Top of DATA EXTRACT

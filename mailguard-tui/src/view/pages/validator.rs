//! 公开邮箱校验页

use ratatui::{
    layout::Rect,
    style::{Color, Modifier, Style},
    text::{Line, Span},
    widgets::{Paragraph, Wrap},
    Frame,
};

use mailguard_core::types::{ValidationReport, ValidationStatus};

use crate::i18n::t;
use crate::model::{App, ValidatorStatus};
use crate::view::theme::{colors, Styles};

pub fn render(app: &App, frame: &mut Frame, area: Rect) {
    let texts = &t().validator;
    let c = colors();
    let state = &app.validator;
    let focused = app.focus.is_content();

    let mut lines = vec![
        Line::raw(""),
        Line::styled(format!("  {}", texts.title), Styles::title()),
        Line::styled(format!("  {}", texts.subtitle), Styles::muted()),
        Line::raw(""),
        Line::styled(format!("  {}", texts.email_label), Style::default().fg(c.fg)),
    ];

    let input = if state.input.is_empty() && !focused {
        Line::styled(format!("  {}", texts.placeholder), Styles::muted())
    } else {
        let mut spans = vec![Span::raw(format!("  {}", state.input))];
        if focused {
            spans.push(Span::styled("▎", Style::default().fg(c.highlight)));
        }
        Line::from(spans)
    };
    lines.push(input);
    lines.push(Line::raw(""));

    let button = if state.is_pending() {
        texts.validating
    } else {
        texts.button
    };
    lines.push(Line::from(vec![
        Span::raw("  "),
        Span::styled(
            format!(" {button} "),
            Style::default().bg(c.highlight).fg(Color::White).add_modifier(Modifier::BOLD),
        ),
        Span::styled("  Enter", Styles::hint_key()),
    ]));
    lines.push(Line::raw(""));

    match &state.status {
        ValidatorStatus::Idle | ValidatorStatus::Pending => {}
        ValidatorStatus::Failed => {
            lines.push(Line::styled(format!("  ✗ {}", texts.failed), Style::default().fg(c.error)));
        }
        ValidatorStatus::Done(report) => lines.extend(report_lines(report)),
    }

    frame.render_widget(Paragraph::new(lines).wrap(Wrap { trim: false }), area);
}

fn report_lines(report: &ValidationReport) -> Vec<Line<'static>> {
    let texts = &t().validator;
    let common = &t().common;
    let c = colors();

    let badge_color = match report.status() {
        ValidationStatus::Valid => c.success,
        ValidationStatus::Invalid => c.error,
        ValidationStatus::Unknown => c.warning,
    };
    let verdict = if report.result.is_empty() {
        "unknown".to_string()
    } else {
        report.result.to_uppercase()
    };

    let mut badge = vec![
        Span::raw("  "),
        Span::styled(
            format!(" {verdict} "),
            Style::default().bg(badge_color).fg(Color::Black).add_modifier(Modifier::BOLD),
        ),
    ];
    if !report.email.is_empty() {
        badge.push(Span::styled(format!("  {}", report.email), Styles::title()));
    }
    if !report.reason.is_empty() {
        badge.push(Span::styled(format!("  ({})", report.reason), Styles::muted()));
    }

    let mut lines = vec![Line::from(badge)];
    if let Some(note) = report.note() {
        lines.push(Line::styled(format!("  {note}"), Styles::muted()));
    }
    if let Some(suggestion) = report.suggestion() {
        lines.push(Line::styled(
            format!("  {}", texts.did_you_mean.replace("{suggestion}", suggestion)),
            Style::default().fg(c.warning),
        ));
    }
    lines.push(Line::raw(""));

    let detail = |label: &str, value: String| {
        Line::from(vec![
            Span::styled(format!("  {label:<16}"), Styles::muted()),
            Span::raw(value),
        ])
    };
    let yes_no = |flag: bool| (if flag { common.yes } else { common.no }).to_string();

    lines.push(detail(texts.domain, report.domain.clone()));
    lines.push(detail(texts.user, report.user.clone()));
    lines.push(detail(texts.free, yes_no(report.is_free())));
    lines.push(detail(texts.role, yes_no(report.is_role())));
    lines.push(detail(texts.disposable, yes_no(report.is_disposable())));
    lines.push(detail(texts.accept_all, yes_no(report.is_accept_all())));
    lines.push(detail(texts.safe_to_send, yes_no(report.is_safe_to_send())));
    lines
}
//! 登录页状态

use mailguard_core::services::View;

#[derive(Debug, Clone, Copy, PartialEq, Eq, Default)]
pub enum LoginField {
    #[default]
    Email,
    Password,
}

#[derive(Debug, Default)]
pub struct LoginState {
    pub email: String,
    pub password: String,
    pub focus: LoginField,
    pub pending: bool,
    pub error: Option<String>,
    /// 被守卫拦下的视图，登录成功后跳转
    pub redirect: Option<View>,
}

impl LoginState {
    pub fn next_field(&mut self) {
        self.focus = match self.focus {
            LoginField::Email => LoginField::Password,
            LoginField::Password => LoginField::Email,
        };
    }

    pub fn focused_input(&mut self) -> &mut String {
        match self.focus {
            LoginField::Email => &mut self.email,
            LoginField::Password => &mut self.password,
        }
    }

    /// 登录成功后清空表单（保留 redirect 由调用方取走）
    pub fn reset(&mut self) {
        self.password.clear();
        self.focus = LoginField::Email;
        self.pending = false;
        self.error = None;
    }
}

Bottom of DATA EXTRACT

__EXERCISE DETAILS__:
Make an exact copy of every record listed above.

__WRITTEN SOLUTION__:
filename mailguard-tui/src/view/pages/validator.rs
//! 公开邮箱校验页

use ratatui::{
    layout::Rect,
    style::{Color, Modifier, Style},
    text::{Line, Span},
    widgets::{Paragraph, Wrap},
    Frame,
};

use mailguard_core::types::{ValidationReport, ValidationStatus};

use crate::i18n::t;
use crate::model::{App, ValidatorStatus};
use crate::view::theme::{colors, Styles};

pub fn render(app: &App, frame: &mut Frame, area: Rect) {
    let texts = &t().validator;
    let c = colors();
    let state = &app.validator;
    let focused = app.focus.is_content();

    let mut lines = vec![
        Line::raw(""),
        Line::styled(format!("  {}", texts.title), Styles::title()),
        Line::styled(format!("  {}", texts.subtitle), Styles::muted()),
        Line::raw(""),
        Line::styled(format!("  {}", texts.email_label), Style::default().fg(c.fg)),
    ];

    let input = if state.input.is_empty() && !focused {
        Line::styled(format!("  {}", texts.placeholder), Styles::muted())
    } else {
        let mut spans = vec![Span::raw(format!("  {}", state.input))];
        if focused {
            spans.push(Span::styled("▎", Style::default().fg(c.highlight)));
        }
        Line::from(spans)
    };
    lines.push(input);
    lines.push(Line::raw(""));

    let button = if state.is_pending() {
        texts.validating
    } else {
        texts.button
    };
    lines.push(Line::from(vec![
        Span::raw("  "),
        Span::styled(
            format!(" {button} "),
            Style::default().bg(c.highlight).fg(Color::White).add_modifier(Modifier::BOLD),
        ),
        Span::styled("  Enter", Styles::hint_key()),
    ]));
    lines.push(Line::raw(""));

    match &state.status {
        ValidatorStatus::Idle | ValidatorStatus::Pending => {}
        ValidatorStatus::Failed => {
            lines.push(Line::styled(format!("  ✗ {}", texts.failed), Style::default().fg(c.error)));
        }
        ValidatorStatus::Done(report) => lines.extend(report_lines(report)),
    }

    frame.render_widget(Paragraph::new(lines).wrap(Wrap { trim: false }), area);
}

fn report_lines(report: &ValidationReport) -> Vec<Line<'static>> {
    let texts = &t().validator;
    let common = &t().common;
    let c = colors();

    let badge_color = match report.status() {
        ValidationStatus::Valid => c.success,
        ValidationStatus::Invalid => c.error,
        ValidationStatus::Unknown => c.warning,
    };
    let verdict = if report.result.is_empty() {
        "unknown".to_string()
    } else {
        report.result.to_uppercase()
    };

    let mut badge = vec![
        Span::raw("  "),
        Span::styled(
            format!(" {verdict} "),
            Style::default().bg(badge_color).fg(Color::Black).add_modifier(Modifier::BOLD),
        ),
    ];
    if !report.email.is_empty() {
        badge.push(Span::styled(format!("  {}", report.email), Styles::title()));
    }
    if !report.reason.is_empty() {
        badge.push(Span::styled(format!("  ({})", report.reason), Styles::muted()));
    }

    let mut lines = vec![Line::from(badge)];
    if let Some(note) = report.note() {
        lines.push(Line::styled(format!("  {note}"), Styles::muted()));
    }
    if let Some(suggestion) = report.suggestion() {
        lines.push(Line::styled(
            format!("  {}", texts.did_you_mean.replace("{suggestion}", suggestion)),
            Style::default().fg(c.warning),
        ));
    }
    lines.push(Line::raw(""));

    let detail = |label: &str, value: String| {
        Line::from(vec![
            Span::styled(format!("  {label:<16}"), Styles::muted()),
            Span::raw(value),
        ])
    };
    let yes_no = |flag: bool| (if flag { common.yes } else { common.no }).to_string();

    lines.push(detail(texts.domain, report.domain.clone()));
    lines.push(detail(texts.user, report.user.clone()));
    lines.push(detail(texts.free, yes_no(report.is_free())));
    lines.push(detail(texts.role, yes_no(report.is_role())));
    lines.push(detail(texts.disposable, yes_no(report.is_disposable())));
    lines.push(detail(texts.accept_all, yes_no(report.is_accept_all())));
    lines.push(detail(texts.safe_to_send, yes_no(report.is_safe_to_send())));
    lines
}
//! 登录页状态

use mailguard_core::services::View;

#[derive(Debug, Clone, Copy, PartialEq, Eq, Default)]
pub enum LoginField {
    #[default]
    Email,
    Password,
}

#[derive(Debug, Default)]
pub struct LoginState {
    pub email: String,
    pub password: String,
    pub focus: LoginField,
    pub pending: bool,
    pub error: Option<String>,
    /// 被守卫拦下的视图，登录成功后跳转
    pub redirect: Option<View>,
}

impl LoginState {
    pub fn next_field(&mut self) {
        self.focus = match self.focus {
            LoginField::Email => LoginField::Password,
            LoginField::Password => LoginField::Email,
        };
    }

    pub fn focused_input(&mut self) -> &mut String {
        match self.focus {
            LoginField::Email => &mut self.email,
            LoginField::Password => &mut self.password,
        }
    }

    /// 登录成功后清空表单（保留 redirect 由调用方取走）
    pub fn reset(&mut self) {
        self.password.clear();
        self.focus = LoginField::Email;
        self.pending = false;
        self.error = None;
    }
}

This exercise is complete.